Dans l'ensemble, j'ai une impression mitigée, que j'ai du mal à exprimer... En fait, c'est un roman que j'ai lu d'une traite, il est très court, l'écriture est fluide. Mais en même temps, je suis sortie de ma lecture un peu décontenancée, avec un goût d'inachevé. En effet, j'ai trouvé que malgré sa brièveté, le roman avait quelques longueurs (notamment ces moments où les personnages se mettent à déguster leur champagne) - alors peut être que ces "longueurs" sont voulues pour montrer le côté vain de leur existence ... D'ailleurs, à la lecture, j'avais plus l'impression d'une nouvelle que d'un roman (je suis sûre que d'un point de vue littéraire, ce que je dis n'a aucun sens  mais j'espère que vous comprenez ce que je veux dire  ). Finalement, j'ai trouvé que nous restions en surface de tout : on ne connaît rien sur Siegrid (l'épouse d'Olaf, dont le nom est donné par Baptiste), pas grand chose sur le personnage principal, encore moins sur l'homme à qui il prend son identité, etc. Je suppose que si l'auteur n'insiste pas là dessus (finalement on ne sait pas si l'homme meurt ou est assassiné, s'il connaissait Baptiste, quel était vraiment son métier, etc.) c'est qu'elle veut nous dire que ce n'est pas là dessus qu'il faut fixer son attention. Mais tout de même, j'ai l'impression que rien n'est vraiment fouillé.

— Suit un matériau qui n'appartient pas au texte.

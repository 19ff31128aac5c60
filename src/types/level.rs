//! Syslog-style severity attached by [`WithLevel`](crate::WithLevel).
//!
//! Levels are ordered by severity: `Emergency` is the greatest and `Debug`
//! the least, even though their numeric syslog codes run the other way.
//!
//! # Examples
//!
//! ```
//! use error_trail::Level;
//!
//! assert!(Level::Emergency > Level::Debug);
//! assert_eq!(Level::Error.code(), 3);
//! assert_eq!("warning".parse::<Level>(), Ok(Level::Warning));
//! ```
use core::cmp::Ordering;
use core::fmt::{self, Display};
use core::str::FromStr;

#[cfg(feature = "serde")]
use serde::{Deserialize, Serialize};

#[derive(Debug, Clone, Copy, PartialEq, Eq, Hash)]
#[cfg_attr(feature = "serde", derive(Serialize, Deserialize))]
#[cfg_attr(feature = "serde", serde(rename_all = "lowercase"))]
pub enum Level {
    Emergency,
    Alert,
    Critical,
    Error,
    Warning,
    Notice,
    Info,
    Debug,
}

impl Level {
    /// Level reported when a chain carries no level annotation.
    pub const DEFAULT: Level = Level::Emergency;

    /// All levels from most to least severe.
    pub const ALL: [Level; 8] = [
        Level::Emergency,
        Level::Alert,
        Level::Critical,
        Level::Error,
        Level::Warning,
        Level::Notice,
        Level::Info,
        Level::Debug,
    ];

    /// Numeric syslog code, `0` for `Emergency` through `7` for `Debug`.
    #[inline]
    pub const fn code(self) -> u8 {
        match self {
            Level::Emergency => 0,
            Level::Alert => 1,
            Level::Critical => 2,
            Level::Error => 3,
            Level::Warning => 4,
            Level::Notice => 5,
            Level::Info => 6,
            Level::Debug => 7,
        }
    }

    #[inline]
    pub const fn from_code(code: u8) -> Option<Level> {
        match code {
            0 => Some(Level::Emergency),
            1 => Some(Level::Alert),
            2 => Some(Level::Critical),
            3 => Some(Level::Error),
            4 => Some(Level::Warning),
            5 => Some(Level::Notice),
            6 => Some(Level::Info),
            7 => Some(Level::Debug),
            _ => None,
        }
    }

    #[inline]
    pub const fn as_str(self) -> &'static str {
        match self {
            Level::Emergency => "emergency",
            Level::Alert => "alert",
            Level::Critical => "critical",
            Level::Error => "error",
            Level::Warning => "warning",
            Level::Notice => "notice",
            Level::Info => "info",
            Level::Debug => "debug",
        }
    }
}

impl Default for Level {
    #[inline]
    fn default() -> Self {
        Self::DEFAULT
    }
}

impl Ord for Level {
    fn cmp(&self, other: &Self) -> Ordering {
        other.code().cmp(&self.code())
    }
}

impl PartialOrd for Level {
    fn partial_cmp(&self, other: &Self) -> Option<Ordering> {
        Some(self.cmp(other))
    }
}

impl Display for Level {
    fn fmt(&self, f: &mut fmt::Formatter<'_>) -> fmt::Result {
        f.pad(self.as_str())
    }
}

/// Error returned when a string names no [`Level`].
#[derive(Debug, Clone, PartialEq, Eq)]
pub struct ParseLevelError {
    input: String,
}

impl ParseLevelError {
    /// The rejected input.
    pub fn input(&self) -> &str {
        &self.input
    }
}

impl Display for ParseLevelError {
    fn fmt(&self, f: &mut fmt::Formatter<'_>) -> fmt::Result {
        write!(f, "unknown severity level: {:?}", self.input)
    }
}

impl std::error::Error for ParseLevelError {}

impl FromStr for Level {
    type Err = ParseLevelError;

    /// Accepts level names case-insensitively, plus the short syslog
    /// spellings `emerg`, `crit`, `err` and `warn`.
    fn from_str(s: &str) -> Result<Self, Self::Err> {
        let level = match s.to_ascii_lowercase().as_str() {
            "emergency" | "emerg" => Level::Emergency,
            "alert" => Level::Alert,
            "critical" | "crit" => Level::Critical,
            "error" | "err" => Level::Error,
            "warning" | "warn" => Level::Warning,
            "notice" => Level::Notice,
            "info" => Level::Info,
            "debug" => Level::Debug,
            _ => return Err(ParseLevelError { input: s.to_owned() }),
        };
        Ok(level)
    }
}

Finalement, ce que j'ai apprécié dans le roman ce sont les fils de réflexion : qu'est ce qui constitue l'identité ? qu'est ce qu'un nom ? En effet, Baptiste Bordave commence par prendre l'identité (et une partie de la vie) de Olaf Sidur. Puis il "baptise" la femme de ce dernier (mais est-elle vraiment sa femme ?) du nom de Sigrid (on ne connaîtra d'ailleurs jamais son vrai prénom), comme si c'était une sorte de renaissance pour elle (qui semble ne rien n'avoir dans la vie en dehors de cet appartement et de son mari). Ce roman est finalement le fantasme du personnage de recommencer sa vie à zéro.